» Items from a data source:
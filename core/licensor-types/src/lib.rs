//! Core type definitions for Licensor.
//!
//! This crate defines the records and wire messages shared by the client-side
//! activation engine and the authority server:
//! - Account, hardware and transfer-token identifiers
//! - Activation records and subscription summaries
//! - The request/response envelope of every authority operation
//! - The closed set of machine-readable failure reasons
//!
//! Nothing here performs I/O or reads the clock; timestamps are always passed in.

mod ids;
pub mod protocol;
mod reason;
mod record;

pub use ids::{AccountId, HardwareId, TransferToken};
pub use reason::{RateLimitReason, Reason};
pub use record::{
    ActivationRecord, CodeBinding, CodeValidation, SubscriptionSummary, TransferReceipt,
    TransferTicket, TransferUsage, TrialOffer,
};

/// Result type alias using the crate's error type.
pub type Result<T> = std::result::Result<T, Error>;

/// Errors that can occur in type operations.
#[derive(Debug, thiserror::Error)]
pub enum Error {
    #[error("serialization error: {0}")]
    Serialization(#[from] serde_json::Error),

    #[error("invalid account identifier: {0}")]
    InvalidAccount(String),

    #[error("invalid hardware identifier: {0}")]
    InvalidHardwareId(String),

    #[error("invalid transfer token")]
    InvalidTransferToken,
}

» EXERCISE DIRECTIONS: Print all the data above word for word.

» WRITTEN RESPONSE:
filename core/licensor-types/src/lib.rs
//! Core type definitions for Licensor.
//!
//! This crate defines the records and wire messages shared by the client-side
//! activation engine and the authority server:
//! - Account, hardware and transfer-token identifiers
//! - Activation records and subscription summaries
//! - The request/response envelope of every authority operation
//! - The closed set of machine-readable failure reasons
//!
//! Nothing here performs I/O or reads the clock; timestamps are always passed in.

mod ids;
pub mod protocol;
mod reason;
mod record;

pub use ids::{AccountId, HardwareId, TransferToken};
pub use reason::{RateLimitReason, Reason};
pub use record::{
    ActivationRecord, CodeBinding, CodeValidation, SubscriptionSummary, TransferReceipt,
    TransferTicket, TransferUsage, TrialOffer,
};

/// Result type alias using the crate's error type.
pub type Result<T> = std::result::Result<T, Error>;

/// Errors that can occur in type operations.
#[derive(Debug, thiserror::Error)]
pub enum Error {
    #[error("serialization error: {0}")]
    Serialization(#[from] serde_json::Error),

    #[error("invalid account identifier: {0}")]
    InvalidAccount(String),

    #[error("invalid hardware identifier: {0}")]
    InvalidHardwareId(String),

    #[error("invalid transfer token")]
    InvalidTransferToken,
}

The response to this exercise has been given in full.